# Problem statement
What lines below contain the word "bool"? Please pull each one out.

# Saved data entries
.....

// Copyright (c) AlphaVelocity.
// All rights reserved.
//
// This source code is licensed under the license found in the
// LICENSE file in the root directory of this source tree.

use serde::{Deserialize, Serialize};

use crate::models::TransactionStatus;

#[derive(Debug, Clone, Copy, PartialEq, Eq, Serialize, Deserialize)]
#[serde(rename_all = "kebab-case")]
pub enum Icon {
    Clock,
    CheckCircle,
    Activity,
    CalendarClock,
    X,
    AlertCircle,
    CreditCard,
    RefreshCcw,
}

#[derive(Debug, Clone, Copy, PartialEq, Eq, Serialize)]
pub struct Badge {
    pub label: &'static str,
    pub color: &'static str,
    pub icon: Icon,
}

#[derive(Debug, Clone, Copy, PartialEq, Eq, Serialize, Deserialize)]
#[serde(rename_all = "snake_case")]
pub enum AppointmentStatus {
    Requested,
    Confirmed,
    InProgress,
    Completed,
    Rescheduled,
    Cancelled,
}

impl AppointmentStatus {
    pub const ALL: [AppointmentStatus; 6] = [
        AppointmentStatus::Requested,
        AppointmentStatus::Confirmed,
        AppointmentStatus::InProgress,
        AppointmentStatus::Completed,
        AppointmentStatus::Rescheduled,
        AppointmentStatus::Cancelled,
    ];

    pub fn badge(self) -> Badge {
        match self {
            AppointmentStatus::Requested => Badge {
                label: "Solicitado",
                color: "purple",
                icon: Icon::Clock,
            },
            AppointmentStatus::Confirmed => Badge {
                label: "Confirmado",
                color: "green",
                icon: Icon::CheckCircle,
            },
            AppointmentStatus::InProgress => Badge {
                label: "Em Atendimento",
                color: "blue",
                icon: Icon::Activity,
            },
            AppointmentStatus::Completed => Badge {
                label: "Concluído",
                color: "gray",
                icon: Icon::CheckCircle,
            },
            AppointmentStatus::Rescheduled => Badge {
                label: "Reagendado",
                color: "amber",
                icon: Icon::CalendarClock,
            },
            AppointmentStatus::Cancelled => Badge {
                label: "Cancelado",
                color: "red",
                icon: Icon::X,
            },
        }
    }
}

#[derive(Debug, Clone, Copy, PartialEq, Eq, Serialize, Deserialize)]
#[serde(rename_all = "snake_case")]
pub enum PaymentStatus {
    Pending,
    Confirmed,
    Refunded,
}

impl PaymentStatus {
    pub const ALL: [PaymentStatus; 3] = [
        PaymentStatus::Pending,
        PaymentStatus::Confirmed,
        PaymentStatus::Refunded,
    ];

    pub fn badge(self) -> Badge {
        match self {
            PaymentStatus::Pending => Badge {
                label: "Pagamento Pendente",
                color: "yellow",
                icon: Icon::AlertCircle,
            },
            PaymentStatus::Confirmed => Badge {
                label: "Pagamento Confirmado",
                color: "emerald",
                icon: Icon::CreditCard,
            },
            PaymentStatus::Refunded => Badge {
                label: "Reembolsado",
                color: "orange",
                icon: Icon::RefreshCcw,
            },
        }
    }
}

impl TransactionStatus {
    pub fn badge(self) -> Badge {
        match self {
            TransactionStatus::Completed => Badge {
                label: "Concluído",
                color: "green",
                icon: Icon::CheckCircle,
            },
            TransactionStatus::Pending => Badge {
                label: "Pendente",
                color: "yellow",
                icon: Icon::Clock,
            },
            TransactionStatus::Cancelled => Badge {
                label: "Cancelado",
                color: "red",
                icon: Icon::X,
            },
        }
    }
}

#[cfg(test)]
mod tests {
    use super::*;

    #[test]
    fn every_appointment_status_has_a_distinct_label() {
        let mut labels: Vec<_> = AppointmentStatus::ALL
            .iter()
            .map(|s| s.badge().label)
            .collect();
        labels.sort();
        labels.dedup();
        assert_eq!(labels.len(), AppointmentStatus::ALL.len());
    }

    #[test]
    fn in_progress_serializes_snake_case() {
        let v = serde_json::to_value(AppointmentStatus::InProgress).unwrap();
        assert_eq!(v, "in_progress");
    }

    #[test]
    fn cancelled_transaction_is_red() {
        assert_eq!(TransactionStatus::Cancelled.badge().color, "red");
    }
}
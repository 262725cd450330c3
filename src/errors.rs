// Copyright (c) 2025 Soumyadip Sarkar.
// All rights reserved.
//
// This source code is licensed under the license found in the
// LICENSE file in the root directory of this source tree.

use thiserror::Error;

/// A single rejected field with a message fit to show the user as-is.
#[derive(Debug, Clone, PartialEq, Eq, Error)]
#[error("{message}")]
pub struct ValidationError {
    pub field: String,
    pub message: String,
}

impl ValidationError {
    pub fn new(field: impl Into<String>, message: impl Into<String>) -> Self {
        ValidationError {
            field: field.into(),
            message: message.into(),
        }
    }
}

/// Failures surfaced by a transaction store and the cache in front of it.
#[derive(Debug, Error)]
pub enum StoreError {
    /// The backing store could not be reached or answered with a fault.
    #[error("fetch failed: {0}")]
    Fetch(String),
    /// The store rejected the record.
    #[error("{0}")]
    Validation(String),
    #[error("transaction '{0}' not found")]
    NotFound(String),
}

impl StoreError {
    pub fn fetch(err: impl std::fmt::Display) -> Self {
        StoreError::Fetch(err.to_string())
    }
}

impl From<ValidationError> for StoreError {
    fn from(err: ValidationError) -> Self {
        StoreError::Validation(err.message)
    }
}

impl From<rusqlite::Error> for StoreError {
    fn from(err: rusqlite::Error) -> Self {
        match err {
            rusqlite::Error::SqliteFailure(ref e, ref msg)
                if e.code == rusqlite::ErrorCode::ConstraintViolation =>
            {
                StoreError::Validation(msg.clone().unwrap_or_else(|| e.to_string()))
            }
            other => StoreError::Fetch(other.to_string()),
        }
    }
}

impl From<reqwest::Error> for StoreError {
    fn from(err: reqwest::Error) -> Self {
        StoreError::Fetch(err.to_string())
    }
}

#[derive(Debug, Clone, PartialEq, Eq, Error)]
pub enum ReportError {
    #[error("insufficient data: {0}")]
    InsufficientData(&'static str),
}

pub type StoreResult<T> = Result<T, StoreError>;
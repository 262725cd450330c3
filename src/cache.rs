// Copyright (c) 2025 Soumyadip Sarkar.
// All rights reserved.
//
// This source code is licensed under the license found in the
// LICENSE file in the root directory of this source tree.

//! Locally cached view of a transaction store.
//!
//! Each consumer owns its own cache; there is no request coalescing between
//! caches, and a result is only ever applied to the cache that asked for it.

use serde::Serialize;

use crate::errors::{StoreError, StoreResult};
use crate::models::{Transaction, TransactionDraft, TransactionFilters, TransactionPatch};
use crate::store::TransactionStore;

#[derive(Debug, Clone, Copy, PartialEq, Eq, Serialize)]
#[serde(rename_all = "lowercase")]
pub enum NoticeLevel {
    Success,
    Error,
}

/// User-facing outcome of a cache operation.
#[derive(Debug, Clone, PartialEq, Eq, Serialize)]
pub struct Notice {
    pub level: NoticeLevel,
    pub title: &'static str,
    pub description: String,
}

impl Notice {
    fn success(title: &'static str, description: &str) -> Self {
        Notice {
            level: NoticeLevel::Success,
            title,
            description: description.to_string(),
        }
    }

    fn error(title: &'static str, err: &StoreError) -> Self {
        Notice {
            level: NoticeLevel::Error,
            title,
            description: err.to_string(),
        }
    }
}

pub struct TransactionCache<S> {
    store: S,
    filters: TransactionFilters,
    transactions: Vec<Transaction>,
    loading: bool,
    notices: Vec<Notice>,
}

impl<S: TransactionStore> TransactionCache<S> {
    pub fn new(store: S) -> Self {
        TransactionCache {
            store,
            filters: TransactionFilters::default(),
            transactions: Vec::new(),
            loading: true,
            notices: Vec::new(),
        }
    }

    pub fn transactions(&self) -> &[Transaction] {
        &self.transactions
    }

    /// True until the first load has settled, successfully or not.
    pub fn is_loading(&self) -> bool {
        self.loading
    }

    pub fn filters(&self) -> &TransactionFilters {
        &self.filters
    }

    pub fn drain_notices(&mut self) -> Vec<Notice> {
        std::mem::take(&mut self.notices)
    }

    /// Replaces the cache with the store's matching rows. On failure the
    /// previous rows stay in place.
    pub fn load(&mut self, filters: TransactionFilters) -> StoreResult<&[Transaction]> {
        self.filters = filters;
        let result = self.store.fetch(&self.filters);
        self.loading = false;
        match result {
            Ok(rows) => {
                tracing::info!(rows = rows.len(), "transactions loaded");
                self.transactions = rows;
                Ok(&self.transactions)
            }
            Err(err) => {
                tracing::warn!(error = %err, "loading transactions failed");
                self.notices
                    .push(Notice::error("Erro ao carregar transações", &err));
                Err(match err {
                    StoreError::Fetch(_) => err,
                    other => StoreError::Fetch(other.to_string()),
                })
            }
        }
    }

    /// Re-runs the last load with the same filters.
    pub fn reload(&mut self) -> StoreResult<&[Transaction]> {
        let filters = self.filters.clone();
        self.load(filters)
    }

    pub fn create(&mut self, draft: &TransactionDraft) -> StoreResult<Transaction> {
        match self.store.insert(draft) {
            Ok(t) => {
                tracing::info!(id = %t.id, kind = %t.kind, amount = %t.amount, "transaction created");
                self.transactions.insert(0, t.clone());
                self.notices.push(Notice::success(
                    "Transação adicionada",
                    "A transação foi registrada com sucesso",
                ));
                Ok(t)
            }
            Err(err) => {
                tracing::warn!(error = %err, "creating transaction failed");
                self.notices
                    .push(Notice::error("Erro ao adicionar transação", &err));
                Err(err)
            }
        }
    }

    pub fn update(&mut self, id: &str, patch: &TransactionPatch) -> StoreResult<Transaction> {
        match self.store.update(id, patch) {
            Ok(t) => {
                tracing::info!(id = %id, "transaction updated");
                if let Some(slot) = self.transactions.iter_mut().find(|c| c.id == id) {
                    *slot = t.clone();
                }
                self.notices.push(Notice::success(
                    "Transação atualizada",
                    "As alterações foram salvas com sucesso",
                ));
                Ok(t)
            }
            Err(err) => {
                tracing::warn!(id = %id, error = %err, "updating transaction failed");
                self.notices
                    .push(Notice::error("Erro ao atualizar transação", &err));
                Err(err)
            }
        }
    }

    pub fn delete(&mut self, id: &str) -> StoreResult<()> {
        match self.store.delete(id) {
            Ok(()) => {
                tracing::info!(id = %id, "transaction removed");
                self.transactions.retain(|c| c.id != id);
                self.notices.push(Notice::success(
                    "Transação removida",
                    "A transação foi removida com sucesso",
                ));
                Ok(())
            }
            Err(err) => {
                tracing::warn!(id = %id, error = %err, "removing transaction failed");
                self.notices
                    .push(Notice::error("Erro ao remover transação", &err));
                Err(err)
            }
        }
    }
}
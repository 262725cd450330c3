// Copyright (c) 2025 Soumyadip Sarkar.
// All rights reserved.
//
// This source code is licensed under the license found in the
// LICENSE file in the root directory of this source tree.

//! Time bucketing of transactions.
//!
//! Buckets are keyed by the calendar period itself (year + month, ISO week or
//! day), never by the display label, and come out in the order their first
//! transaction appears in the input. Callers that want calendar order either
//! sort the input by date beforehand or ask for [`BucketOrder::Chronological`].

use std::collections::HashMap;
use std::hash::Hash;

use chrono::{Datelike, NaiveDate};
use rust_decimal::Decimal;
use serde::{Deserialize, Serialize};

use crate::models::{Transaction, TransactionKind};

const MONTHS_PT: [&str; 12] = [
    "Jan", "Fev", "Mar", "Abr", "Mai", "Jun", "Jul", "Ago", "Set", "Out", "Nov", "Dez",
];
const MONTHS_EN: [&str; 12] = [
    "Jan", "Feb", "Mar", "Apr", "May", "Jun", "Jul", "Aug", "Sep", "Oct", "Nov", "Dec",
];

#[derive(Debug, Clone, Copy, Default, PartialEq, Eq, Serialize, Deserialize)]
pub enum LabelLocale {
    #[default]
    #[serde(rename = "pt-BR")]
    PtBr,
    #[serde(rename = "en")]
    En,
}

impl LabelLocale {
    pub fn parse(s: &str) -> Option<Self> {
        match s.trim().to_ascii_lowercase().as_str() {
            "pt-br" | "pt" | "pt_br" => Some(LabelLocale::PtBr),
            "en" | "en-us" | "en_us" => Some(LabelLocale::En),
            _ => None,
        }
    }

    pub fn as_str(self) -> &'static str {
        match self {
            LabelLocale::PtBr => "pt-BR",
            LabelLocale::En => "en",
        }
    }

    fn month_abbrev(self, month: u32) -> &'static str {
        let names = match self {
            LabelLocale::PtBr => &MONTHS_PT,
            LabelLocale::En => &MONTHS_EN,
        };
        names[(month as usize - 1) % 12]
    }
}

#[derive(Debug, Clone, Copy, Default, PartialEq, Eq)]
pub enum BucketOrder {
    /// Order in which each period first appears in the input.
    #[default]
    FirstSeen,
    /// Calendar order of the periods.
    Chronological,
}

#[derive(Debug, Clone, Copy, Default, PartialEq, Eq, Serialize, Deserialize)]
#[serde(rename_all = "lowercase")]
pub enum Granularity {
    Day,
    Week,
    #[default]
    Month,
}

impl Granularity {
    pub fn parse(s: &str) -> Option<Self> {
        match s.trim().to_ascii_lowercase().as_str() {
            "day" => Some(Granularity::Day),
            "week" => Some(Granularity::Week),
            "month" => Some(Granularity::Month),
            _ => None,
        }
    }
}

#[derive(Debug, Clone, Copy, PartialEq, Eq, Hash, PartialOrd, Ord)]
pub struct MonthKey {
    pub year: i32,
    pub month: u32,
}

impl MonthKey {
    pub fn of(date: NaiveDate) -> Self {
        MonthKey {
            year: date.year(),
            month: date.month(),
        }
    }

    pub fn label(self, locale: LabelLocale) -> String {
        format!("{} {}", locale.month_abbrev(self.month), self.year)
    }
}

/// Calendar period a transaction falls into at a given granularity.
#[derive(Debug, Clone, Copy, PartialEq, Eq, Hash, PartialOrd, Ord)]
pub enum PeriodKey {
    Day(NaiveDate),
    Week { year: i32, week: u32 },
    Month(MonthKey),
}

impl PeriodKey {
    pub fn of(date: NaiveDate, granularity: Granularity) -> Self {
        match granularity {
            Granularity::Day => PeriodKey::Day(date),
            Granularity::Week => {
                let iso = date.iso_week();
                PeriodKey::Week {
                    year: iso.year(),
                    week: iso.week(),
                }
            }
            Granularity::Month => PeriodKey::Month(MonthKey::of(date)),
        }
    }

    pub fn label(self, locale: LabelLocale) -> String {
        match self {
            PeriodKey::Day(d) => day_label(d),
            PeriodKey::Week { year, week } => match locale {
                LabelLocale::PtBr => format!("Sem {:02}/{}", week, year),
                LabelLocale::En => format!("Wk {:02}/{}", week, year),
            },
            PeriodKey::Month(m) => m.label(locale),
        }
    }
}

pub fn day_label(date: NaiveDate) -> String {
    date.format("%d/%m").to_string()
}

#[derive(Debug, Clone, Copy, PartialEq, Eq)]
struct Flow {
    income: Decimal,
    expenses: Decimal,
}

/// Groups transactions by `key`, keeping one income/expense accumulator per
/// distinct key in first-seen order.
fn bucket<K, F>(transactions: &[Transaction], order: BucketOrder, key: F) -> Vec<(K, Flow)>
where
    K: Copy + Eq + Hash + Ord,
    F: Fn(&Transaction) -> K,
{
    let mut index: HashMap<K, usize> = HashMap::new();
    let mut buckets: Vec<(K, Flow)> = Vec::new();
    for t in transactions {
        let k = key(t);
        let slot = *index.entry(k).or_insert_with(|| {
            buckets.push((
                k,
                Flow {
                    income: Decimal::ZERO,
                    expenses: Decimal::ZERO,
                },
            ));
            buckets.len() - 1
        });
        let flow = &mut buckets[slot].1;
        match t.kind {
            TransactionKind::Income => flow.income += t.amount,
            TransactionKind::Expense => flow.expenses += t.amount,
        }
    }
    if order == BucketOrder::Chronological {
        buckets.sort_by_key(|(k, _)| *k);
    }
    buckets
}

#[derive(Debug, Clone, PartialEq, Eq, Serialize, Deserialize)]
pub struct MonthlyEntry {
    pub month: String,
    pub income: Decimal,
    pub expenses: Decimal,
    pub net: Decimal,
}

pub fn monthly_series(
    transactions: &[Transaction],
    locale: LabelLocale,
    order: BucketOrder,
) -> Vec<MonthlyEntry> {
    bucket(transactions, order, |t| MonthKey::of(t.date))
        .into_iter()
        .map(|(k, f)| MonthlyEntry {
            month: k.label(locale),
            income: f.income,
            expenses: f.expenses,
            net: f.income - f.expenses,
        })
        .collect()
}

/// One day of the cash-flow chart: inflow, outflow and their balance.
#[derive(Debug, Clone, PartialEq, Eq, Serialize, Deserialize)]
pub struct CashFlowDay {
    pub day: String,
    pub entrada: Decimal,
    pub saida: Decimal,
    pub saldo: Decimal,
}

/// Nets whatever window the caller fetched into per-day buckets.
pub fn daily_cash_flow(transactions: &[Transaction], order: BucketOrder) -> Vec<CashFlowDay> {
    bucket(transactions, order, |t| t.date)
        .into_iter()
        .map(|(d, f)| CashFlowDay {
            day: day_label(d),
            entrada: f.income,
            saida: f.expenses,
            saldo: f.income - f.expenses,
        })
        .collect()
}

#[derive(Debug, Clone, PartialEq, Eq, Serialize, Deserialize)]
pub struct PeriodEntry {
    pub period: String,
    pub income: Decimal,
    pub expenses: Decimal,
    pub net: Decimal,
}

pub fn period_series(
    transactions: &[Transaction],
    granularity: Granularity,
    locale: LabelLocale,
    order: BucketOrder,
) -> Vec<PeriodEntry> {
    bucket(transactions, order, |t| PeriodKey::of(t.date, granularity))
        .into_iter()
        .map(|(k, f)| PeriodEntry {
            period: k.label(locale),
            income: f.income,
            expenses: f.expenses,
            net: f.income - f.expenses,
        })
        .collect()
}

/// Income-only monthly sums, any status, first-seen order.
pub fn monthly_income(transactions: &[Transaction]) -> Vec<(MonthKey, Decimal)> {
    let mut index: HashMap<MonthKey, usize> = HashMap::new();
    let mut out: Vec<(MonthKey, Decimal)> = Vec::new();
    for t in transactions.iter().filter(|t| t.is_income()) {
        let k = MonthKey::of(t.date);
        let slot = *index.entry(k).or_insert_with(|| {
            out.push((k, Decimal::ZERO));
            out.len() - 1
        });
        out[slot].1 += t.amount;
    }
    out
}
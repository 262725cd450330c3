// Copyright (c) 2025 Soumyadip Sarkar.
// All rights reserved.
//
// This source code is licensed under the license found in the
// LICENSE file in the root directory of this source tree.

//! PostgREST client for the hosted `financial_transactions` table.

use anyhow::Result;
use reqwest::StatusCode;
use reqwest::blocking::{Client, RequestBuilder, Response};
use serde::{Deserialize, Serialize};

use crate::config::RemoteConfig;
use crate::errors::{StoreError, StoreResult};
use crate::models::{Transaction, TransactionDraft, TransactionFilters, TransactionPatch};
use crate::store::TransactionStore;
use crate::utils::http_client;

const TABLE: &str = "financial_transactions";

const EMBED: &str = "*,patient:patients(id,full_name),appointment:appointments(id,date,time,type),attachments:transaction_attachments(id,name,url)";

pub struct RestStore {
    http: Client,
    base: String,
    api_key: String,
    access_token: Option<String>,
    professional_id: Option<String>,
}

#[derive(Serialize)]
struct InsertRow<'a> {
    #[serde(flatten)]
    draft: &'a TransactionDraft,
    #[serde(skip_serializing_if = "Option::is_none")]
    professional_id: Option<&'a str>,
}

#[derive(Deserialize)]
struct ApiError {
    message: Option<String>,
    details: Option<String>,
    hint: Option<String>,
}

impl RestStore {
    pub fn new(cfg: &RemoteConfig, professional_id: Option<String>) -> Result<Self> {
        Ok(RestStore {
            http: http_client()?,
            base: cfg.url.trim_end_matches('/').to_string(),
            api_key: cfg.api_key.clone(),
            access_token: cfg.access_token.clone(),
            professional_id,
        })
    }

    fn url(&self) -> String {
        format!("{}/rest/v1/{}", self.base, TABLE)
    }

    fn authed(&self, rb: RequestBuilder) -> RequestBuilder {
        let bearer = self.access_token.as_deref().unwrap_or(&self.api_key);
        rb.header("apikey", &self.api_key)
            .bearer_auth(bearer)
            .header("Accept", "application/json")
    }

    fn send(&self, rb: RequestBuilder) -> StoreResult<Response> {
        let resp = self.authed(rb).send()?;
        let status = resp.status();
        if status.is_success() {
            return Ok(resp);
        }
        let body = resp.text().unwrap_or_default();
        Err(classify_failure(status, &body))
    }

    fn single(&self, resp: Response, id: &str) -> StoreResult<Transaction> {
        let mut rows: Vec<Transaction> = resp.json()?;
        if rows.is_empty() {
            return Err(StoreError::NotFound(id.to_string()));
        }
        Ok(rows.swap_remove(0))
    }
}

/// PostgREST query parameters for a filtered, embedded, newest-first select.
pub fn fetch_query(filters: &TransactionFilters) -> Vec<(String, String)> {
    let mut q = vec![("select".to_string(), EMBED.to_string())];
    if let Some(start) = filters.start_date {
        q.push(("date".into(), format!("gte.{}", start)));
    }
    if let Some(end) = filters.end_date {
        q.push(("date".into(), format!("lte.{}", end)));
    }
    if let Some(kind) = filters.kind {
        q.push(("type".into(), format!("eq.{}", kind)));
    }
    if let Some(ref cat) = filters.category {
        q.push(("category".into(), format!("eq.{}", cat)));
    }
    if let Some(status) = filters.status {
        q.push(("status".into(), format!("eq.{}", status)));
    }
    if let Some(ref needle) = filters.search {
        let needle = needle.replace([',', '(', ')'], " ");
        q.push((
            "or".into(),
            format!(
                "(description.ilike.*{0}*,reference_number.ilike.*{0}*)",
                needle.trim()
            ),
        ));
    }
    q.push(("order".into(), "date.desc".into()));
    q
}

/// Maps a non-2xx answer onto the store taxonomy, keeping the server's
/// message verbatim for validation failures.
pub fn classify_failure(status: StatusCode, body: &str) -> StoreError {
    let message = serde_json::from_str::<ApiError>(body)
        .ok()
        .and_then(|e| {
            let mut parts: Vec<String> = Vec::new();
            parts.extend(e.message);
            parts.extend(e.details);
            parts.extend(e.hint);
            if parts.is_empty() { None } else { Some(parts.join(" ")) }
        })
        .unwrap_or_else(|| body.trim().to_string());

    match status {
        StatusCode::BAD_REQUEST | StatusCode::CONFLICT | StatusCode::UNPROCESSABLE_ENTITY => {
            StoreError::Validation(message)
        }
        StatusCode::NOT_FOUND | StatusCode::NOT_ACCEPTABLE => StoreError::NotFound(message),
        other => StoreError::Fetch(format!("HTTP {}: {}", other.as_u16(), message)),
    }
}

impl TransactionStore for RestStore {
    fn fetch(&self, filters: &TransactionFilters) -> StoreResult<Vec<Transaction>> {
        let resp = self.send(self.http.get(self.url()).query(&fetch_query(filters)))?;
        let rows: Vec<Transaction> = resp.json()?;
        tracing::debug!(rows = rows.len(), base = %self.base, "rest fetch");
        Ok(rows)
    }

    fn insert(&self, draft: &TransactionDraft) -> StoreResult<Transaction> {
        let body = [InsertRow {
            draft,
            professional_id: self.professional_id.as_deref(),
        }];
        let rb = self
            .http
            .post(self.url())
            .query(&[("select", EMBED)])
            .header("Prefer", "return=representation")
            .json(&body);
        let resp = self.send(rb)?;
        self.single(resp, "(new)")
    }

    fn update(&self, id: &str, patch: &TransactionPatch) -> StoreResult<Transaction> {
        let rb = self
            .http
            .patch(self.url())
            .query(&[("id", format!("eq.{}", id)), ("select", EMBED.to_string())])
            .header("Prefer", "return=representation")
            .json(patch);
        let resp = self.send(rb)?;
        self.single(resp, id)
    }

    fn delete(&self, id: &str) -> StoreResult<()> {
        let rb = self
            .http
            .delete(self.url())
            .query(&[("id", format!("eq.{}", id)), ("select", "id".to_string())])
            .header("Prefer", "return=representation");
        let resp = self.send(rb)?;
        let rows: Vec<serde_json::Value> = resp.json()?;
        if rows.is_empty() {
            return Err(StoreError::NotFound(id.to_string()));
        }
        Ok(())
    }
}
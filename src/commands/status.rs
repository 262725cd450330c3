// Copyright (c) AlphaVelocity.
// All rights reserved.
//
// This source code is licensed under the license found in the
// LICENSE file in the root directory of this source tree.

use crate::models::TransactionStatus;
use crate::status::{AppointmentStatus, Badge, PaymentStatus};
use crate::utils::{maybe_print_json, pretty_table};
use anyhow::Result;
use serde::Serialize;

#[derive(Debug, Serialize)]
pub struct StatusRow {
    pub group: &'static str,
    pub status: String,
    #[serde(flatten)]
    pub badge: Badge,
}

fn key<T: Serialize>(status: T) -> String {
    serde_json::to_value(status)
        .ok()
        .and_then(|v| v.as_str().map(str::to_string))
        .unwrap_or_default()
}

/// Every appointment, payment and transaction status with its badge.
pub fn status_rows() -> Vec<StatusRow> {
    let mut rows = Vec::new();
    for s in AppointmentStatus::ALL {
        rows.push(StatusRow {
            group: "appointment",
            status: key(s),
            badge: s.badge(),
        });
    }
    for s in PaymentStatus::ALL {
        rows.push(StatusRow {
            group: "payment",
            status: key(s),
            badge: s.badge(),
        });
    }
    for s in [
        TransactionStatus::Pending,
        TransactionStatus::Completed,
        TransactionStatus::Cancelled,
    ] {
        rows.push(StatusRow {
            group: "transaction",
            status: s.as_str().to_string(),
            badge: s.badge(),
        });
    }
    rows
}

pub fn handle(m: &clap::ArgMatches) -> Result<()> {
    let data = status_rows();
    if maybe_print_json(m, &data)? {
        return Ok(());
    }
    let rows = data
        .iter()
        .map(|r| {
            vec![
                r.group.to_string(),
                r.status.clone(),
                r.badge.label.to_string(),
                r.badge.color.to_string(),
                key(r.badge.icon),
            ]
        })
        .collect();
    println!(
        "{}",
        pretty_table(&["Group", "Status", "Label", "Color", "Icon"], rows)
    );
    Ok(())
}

.....

# Task output
    loading: bool,
    pub fn is_loading(&self) -> bool {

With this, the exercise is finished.